** Opening RECORDS FOR THIS TASK block **
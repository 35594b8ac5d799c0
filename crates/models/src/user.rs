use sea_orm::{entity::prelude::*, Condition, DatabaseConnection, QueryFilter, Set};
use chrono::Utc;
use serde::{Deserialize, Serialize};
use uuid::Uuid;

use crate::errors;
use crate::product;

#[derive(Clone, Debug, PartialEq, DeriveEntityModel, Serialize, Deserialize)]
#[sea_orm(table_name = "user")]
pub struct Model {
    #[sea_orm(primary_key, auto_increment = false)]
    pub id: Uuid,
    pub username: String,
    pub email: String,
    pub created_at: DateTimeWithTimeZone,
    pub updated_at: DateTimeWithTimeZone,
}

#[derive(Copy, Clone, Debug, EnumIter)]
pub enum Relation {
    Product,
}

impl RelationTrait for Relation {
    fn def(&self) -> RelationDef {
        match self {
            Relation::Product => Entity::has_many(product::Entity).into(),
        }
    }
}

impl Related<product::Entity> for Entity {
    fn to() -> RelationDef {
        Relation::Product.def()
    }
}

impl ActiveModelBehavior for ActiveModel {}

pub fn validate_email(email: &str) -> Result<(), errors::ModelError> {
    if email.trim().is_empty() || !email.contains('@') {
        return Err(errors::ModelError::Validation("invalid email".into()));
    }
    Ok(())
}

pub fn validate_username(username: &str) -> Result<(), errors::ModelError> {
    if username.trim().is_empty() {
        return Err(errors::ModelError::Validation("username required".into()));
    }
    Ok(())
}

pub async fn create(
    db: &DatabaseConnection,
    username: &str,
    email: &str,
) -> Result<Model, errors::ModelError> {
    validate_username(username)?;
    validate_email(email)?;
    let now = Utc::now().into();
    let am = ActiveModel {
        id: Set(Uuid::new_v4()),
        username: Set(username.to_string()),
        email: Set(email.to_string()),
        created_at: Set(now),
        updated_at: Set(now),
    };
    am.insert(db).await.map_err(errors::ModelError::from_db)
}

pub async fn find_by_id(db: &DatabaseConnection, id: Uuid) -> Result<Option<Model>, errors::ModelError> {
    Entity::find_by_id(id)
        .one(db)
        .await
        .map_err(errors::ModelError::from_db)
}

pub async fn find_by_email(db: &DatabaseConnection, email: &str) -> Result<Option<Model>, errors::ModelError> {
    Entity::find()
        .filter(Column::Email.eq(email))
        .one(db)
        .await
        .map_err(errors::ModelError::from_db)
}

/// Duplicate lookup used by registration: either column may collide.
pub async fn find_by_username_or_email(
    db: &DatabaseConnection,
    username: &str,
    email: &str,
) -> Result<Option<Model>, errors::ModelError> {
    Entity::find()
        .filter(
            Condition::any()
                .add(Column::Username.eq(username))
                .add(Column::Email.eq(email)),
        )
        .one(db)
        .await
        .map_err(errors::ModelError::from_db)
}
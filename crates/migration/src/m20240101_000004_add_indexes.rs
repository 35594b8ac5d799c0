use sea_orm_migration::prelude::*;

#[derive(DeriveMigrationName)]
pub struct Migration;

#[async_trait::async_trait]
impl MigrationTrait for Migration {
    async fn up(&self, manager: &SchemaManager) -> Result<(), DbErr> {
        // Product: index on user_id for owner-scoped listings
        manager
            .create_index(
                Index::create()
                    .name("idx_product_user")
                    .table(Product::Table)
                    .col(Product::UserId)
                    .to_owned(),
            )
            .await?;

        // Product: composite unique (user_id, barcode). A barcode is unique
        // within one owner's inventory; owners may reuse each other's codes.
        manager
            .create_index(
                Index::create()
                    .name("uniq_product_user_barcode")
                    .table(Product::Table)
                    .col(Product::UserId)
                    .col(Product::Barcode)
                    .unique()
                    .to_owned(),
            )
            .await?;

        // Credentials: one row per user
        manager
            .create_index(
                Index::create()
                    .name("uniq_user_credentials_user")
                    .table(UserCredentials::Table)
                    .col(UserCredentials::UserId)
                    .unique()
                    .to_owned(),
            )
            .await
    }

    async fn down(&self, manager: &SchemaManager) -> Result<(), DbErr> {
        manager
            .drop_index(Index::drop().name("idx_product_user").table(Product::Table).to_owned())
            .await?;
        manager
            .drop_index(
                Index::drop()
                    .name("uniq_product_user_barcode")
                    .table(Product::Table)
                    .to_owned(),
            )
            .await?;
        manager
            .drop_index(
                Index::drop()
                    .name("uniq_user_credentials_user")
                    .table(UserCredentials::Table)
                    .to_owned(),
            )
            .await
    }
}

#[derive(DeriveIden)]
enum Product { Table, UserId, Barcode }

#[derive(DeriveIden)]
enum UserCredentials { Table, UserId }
** Closing RECORDS FOR THIS TASK block **
* _EXERCISE AIM_
Each line of the data must be returned exactly.

* _RESPONSE AREA_
repository 35594b8ac5d799c0
filename crates/models/src/user.rs
use sea_orm::{entity::prelude::*, Condition, DatabaseConnection, QueryFilter, Set};
use chrono::Utc;
use serde::{Deserialize, Serialize};
use uuid::Uuid;

use crate::errors;
use crate::product;

#[derive(Clone, Debug, PartialEq, DeriveEntityModel, Serialize, Deserialize)]
#[sea_orm(table_name = "user")]
pub struct Model {
    #[sea_orm(primary_key, auto_increment = false)]
    pub id: Uuid,
    pub username: String,
    pub email: String,
    pub created_at: DateTimeWithTimeZone,
    pub updated_at: DateTimeWithTimeZone,
}

#[derive(Copy, Clone, Debug, EnumIter)]
pub enum Relation {
    Product,
}

impl RelationTrait for Relation {
    fn def(&self) -> RelationDef {
        match self {
            Relation::Product => Entity::has_many(product::Entity).into(),
        }
    }
}

impl Related<product::Entity> for Entity {
    fn to() -> RelationDef {
        Relation::Product.def()
    }
}

impl ActiveModelBehavior for ActiveModel {}

pub fn validate_email(email: &str) -> Result<(), errors::ModelError> {
    if email.trim().is_empty() || !email.contains('@') {
        return Err(errors::ModelError::Validation("invalid email".into()));
    }
    Ok(())
}

pub fn validate_username(username: &str) -> Result<(), errors::ModelError> {
    if username.trim().is_empty() {
        return Err(errors::ModelError::Validation("username required".into()));
    }
    Ok(())
}

pub async fn create(
    db: &DatabaseConnection,
    username: &str,
    email: &str,
) -> Result<Model, errors::ModelError> {
    validate_username(username)?;
    validate_email(email)?;
    let now = Utc::now().into();
    let am = ActiveModel {
        id: Set(Uuid::new_v4()),
        username: Set(username.to_string()),
        email: Set(email.to_string()),
        created_at: Set(now),
        updated_at: Set(now),
    };
    am.insert(db).await.map_err(errors::ModelError::from_db)
}

pub async fn find_by_id(db: &DatabaseConnection, id: Uuid) -> Result<Option<Model>, errors::ModelError> {
    Entity::find_by_id(id)
        .one(db)
        .await
        .map_err(errors::ModelError::from_db)
}

pub async fn find_by_email(db: &DatabaseConnection, email: &str) -> Result<Option<Model>, errors::ModelError> {
    Entity::find()
        .filter(Column::Email.eq(email))
        .one(db)
        .await
        .map_err(errors::ModelError::from_db)
}

/// Duplicate lookup used by registration: either column may collide.
pub async fn find_by_username_or_email(
    db: &DatabaseConnection,
    username: &str,
    email: &str,
) -> Result<Option<Model>, errors::ModelError> {
    Entity::find()
        .filter(
            Condition::any()
                .add(Column::Username.eq(username))
                .add(Column::Email.eq(email)),
        )
        .one(db)
        .await
        .map_err(errors::ModelError::from_db)
}
filename crates/migration/src/m20240101_000004_add_indexes.rs
repository 35594b8ac5d799c0
use sea_orm_migration::prelude::*;

#[derive(DeriveMigrationName)]
pub struct Migration;

#[async_trait::async_trait]
impl MigrationTrait for Migration {
    async fn up(&self, manager: &SchemaManager) -> Result<(), DbErr> {
        // Product: index on user_id for owner-scoped listings
        manager
            .create_index(
                Index::create()
                    .name("idx_product_user")
                    .table(Product::Table)
                    .col(Product::UserId)
                    .to_owned(),
            )
            .await?;

        // Product: composite unique (user_id, barcode). A barcode is unique
        // within one owner's inventory; owners may reuse each other's codes.
        manager
            .create_index(
                Index::create()
                    .name("uniq_product_user_barcode")
                    .table(Product::Table)
                    .col(Product::UserId)
                    .col(Product::Barcode)
                    .unique()
                    .to_owned(),
            )
            .await?;

        // Credentials: one row per user
        manager
            .create_index(
                Index::create()
                    .name("uniq_user_credentials_user")
                    .table(UserCredentials::Table)
                    .col(UserCredentials::UserId)
                    .unique()
                    .to_owned(),
            )
            .await
    }

    async fn down(&self, manager: &SchemaManager) -> Result<(), DbErr> {
        manager
            .drop_index(Index::drop().name("idx_product_user").table(Product::Table).to_owned())
            .await?;
        manager
            .drop_index(
                Index::drop()
                    .name("uniq_product_user_barcode")
                    .table(Product::Table)
                    .to_owned(),
            )
            .await?;
        manager
            .drop_index(
                Index::drop()
                    .name("uniq_user_credentials_user")
                    .table(UserCredentials::Table)
                    .to_owned(),
            )
            .await
    }
}

#[derive(DeriveIden)]
enum Product { Table, UserId, Barcode }

#[derive(DeriveIden)]
enum UserCredentials { Table, UserId }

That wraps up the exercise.